BEGIN THE RECORDS
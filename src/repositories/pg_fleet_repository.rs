use async_trait::async_trait;
use chrono::{DateTime, NaiveDate, Utc};
use sqlx::PgPool;
use uuid::Uuid;

use super::fleet_store::FleetStore;
use crate::models::{EnergySource, HealthSnapshot, Vehicle, VehicleClass, VehicleStatus};
use crate::utils::errors::{not_found_error, AppError, AppResult};

const VEHICLE_COLUMNS: &str = "id, name, license_plate, vehicle_class, status, latitude, longitude, speed, \
     energy_level, engine_health, tire_pressure, oil_level, mileage, next_service_date, \
     last_maintenance_date, location, last_updated";

// Fila tal cual está en la tabla vehicles
#[derive(Debug, sqlx::FromRow)]
struct VehicleRow {
    id: Uuid,
    name: String,
    license_plate: String,
    vehicle_class: String,
    status: String,
    latitude: f64,
    longitude: f64,
    speed: i32,
    energy_level: i32,
    engine_health: Option<f64>,
    tire_pressure: Option<f64>,
    oil_level: Option<f64>,
    mileage: Option<f64>,
    next_service_date: Option<NaiveDate>,
    last_maintenance_date: Option<NaiveDate>,
    location: Option<String>,
    last_updated: Option<DateTime<Utc>>,
}

impl TryFrom<VehicleRow> for Vehicle {
    type Error = AppError;

    fn try_from(row: VehicleRow) -> Result<Self, Self::Error> {
        let class: VehicleClass = row.vehicle_class.parse().map_err(AppError::Storage)?;
        let status: VehicleStatus = row.status.parse().map_err(AppError::Storage)?;
        let level = row.energy_level.clamp(0, 100) as u8;

        Ok(Vehicle {
            id: row.id,
            name: row.name,
            license_plate: row.license_plate,
            class,
            status,
            latitude: row.latitude,
            longitude: row.longitude,
            speed: row.speed.max(0) as u32,
            energy: EnergySource::for_class(class, level),
            engine_health: row.engine_health,
            tire_pressure: row.tire_pressure,
            oil_level: row.oil_level,
            mileage: row.mileage,
            next_service_date: row.next_service_date,
            last_maintenance_date: row.last_maintenance_date,
            location: row.location,
            last_updated: row.last_updated,
        })
    }
}

#[derive(Debug, sqlx::FromRow)]
struct HealthLogRow {
    vehicle_id: Uuid,
    recorded_at: DateTime<Utc>,
    engine_health: f64,
    battery: Option<i32>,
    tire_pressure: f64,
    oil_level: f64,
}

impl From<HealthLogRow> for HealthSnapshot {
    fn from(row: HealthLogRow) -> Self {
        Self {
            vehicle_id: row.vehicle_id,
            timestamp: row.recorded_at,
            engine_health: row.engine_health,
            battery: row.battery.map(|b| b.clamp(0, 100) as u8),
            tire_pressure: row.tire_pressure,
            oil_level: row.oil_level,
        }
    }
}

/// `LIMIT` de Postgres es BIGINT; un `usize` mayor se satura en vez de volverse negativo
fn sql_limit(limit: usize) -> i64 {
    i64::try_from(limit).unwrap_or(i64::MAX)
}

pub struct PgFleetStore {
    pool: PgPool,
}

impl PgFleetStore {
    pub fn new(pool: PgPool) -> Self {
        Self { pool }
    }
}

#[async_trait]
impl FleetStore for PgFleetStore {
    async fn list_vehicles(&self) -> AppResult<Vec<Vehicle>> {
        let rows = sqlx::query_as::<_, VehicleRow>(&format!(
            "SELECT {} FROM vehicles ORDER BY created_at, id",
            VEHICLE_COLUMNS
        ))
        .fetch_all(&self.pool)
        .await?;

        rows.into_iter().map(Vehicle::try_from).collect()
    }

    async fn get_vehicle(&self, id: Uuid) -> AppResult<Vehicle> {
        let row = sqlx::query_as::<_, VehicleRow>(&format!(
            "SELECT {} FROM vehicles WHERE id = $1",
            VEHICLE_COLUMNS
        ))
        .bind(id)
        .fetch_optional(&self.pool)
        .await?
        .ok_or_else(|| not_found_error("Vehicle", &id.to_string()))?;

        Vehicle::try_from(row)
    }

    async fn save_vehicle(&self, vehicle: Vehicle) -> AppResult<Vehicle> {
        let row = sqlx::query_as::<_, VehicleRow>(&format!(
            r#"
            INSERT INTO vehicles ({cols})
            VALUES ($1, $2, $3, $4, $5, $6, $7, $8, $9, $10, $11, $12, $13, $14, $15, $16, $17)
            ON CONFLICT (id) DO UPDATE SET
                name = EXCLUDED.name,
                license_plate = EXCLUDED.license_plate,
                vehicle_class = EXCLUDED.vehicle_class,
                status = EXCLUDED.status,
                latitude = EXCLUDED.latitude,
                longitude = EXCLUDED.longitude,
                speed = EXCLUDED.speed,
                energy_level = EXCLUDED.energy_level,
                engine_health = EXCLUDED.engine_health,
                tire_pressure = EXCLUDED.tire_pressure,
                oil_level = EXCLUDED.oil_level,
                mileage = EXCLUDED.mileage,
                next_service_date = EXCLUDED.next_service_date,
                last_maintenance_date = EXCLUDED.last_maintenance_date,
                location = EXCLUDED.location,
                last_updated = EXCLUDED.last_updated
            RETURNING {cols}
            "#,
            cols = VEHICLE_COLUMNS
        ))
        .bind(vehicle.id)
        .bind(&vehicle.name)
        .bind(&vehicle.license_plate)
        .bind(vehicle.class.as_str())
        .bind(vehicle.status.as_str())
        .bind(vehicle.latitude)
        .bind(vehicle.longitude)
        .bind(vehicle.speed as i32)
        .bind(vehicle.energy_level() as i32)
        .bind(vehicle.engine_health)
        .bind(vehicle.tire_pressure)
        .bind(vehicle.oil_level)
        .bind(vehicle.mileage)
        .bind(vehicle.next_service_date)
        .bind(vehicle.last_maintenance_date)
        .bind(&vehicle.location)
        .bind(vehicle.last_updated)
        .fetch_one(&self.pool)
        .await?;

        Vehicle::try_from(row)
    }

    async fn append_health_snapshot(&self, snapshot: HealthSnapshot) -> AppResult<()> {
        sqlx::query(
            r#"
            INSERT INTO vehicle_health_logs (vehicle_id, recorded_at, engine_health, battery, tire_pressure, oil_level)
            VALUES ($1, $2, $3, $4, $5, $6)
            "#,
        )
        .bind(snapshot.vehicle_id)
        .bind(snapshot.timestamp)
        .bind(snapshot.engine_health)
        .bind(snapshot.battery.map(i32::from))
        .bind(snapshot.tire_pressure)
        .bind(snapshot.oil_level)
        .execute(&self.pool)
        .await?;

        Ok(())
    }

    async fn recent_snapshots(&self, vehicle_id: Uuid, limit: usize) -> AppResult<Vec<HealthSnapshot>> {
        let rows = sqlx::query_as::<_, HealthLogRow>(
            r#"
            SELECT vehicle_id, recorded_at, engine_health, battery, tire_pressure, oil_level
            FROM vehicle_health_logs
            WHERE vehicle_id = $1
            ORDER BY recorded_at DESC, id DESC
            LIMIT $2
            "#,
        )
        .bind(vehicle_id)
        .bind(sql_limit(limit))
        .fetch_all(&self.pool)
        .await?;

        Ok(rows.into_iter().map(HealthSnapshot::from).collect())
    }

    async fn count_vehicles(&self) -> AppResult<usize> {
        let (count,): (i64,) = sqlx::query_as("SELECT COUNT(*) FROM vehicles")
            .fetch_one(&self.pool)
            .await?;

        Ok(count.max(0) as usize)
    }
}

#[cfg(test)]
mod tests {
    use super::*;

    #[test]
    fn test_sql_limit_saturates() {
        assert_eq!(sql_limit(20), 20);
        assert_eq!(sql_limit(i64::MAX as usize), i64::MAX);
        assert_eq!(sql_limit(usize::MAX), i64::MAX);
    }

    #[test]
    fn test_row_with_unknown_status_is_a_storage_error() {
        let row = VehicleRow {
            id: Uuid::nil(),
            name: "Tesla Model 3".to_string(),
            license_plate: "EV-001".to_string(),
            vehicle_class: "EV".to_string(),
            status: "PARKED".to_string(),
            latitude: 40.7128,
            longitude: -74.0060,
            speed: 0,
            energy_level: 95,
            engine_health: None,
            tire_pressure: None,
            oil_level: None,
            mileage: None,
            next_service_date: None,
            last_maintenance_date: None,
            location: None,
            last_updated: None,
        };

        assert!(matches!(Vehicle::try_from(row), Err(AppError::Storage(_))));
    }
}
END THE RECORDS
■ **WHAT THE TASK ASKS**
In the material above, please count the lines that hold the word "PgFleetStore" and answer with only that number.

■ **FINISHED TASK**
3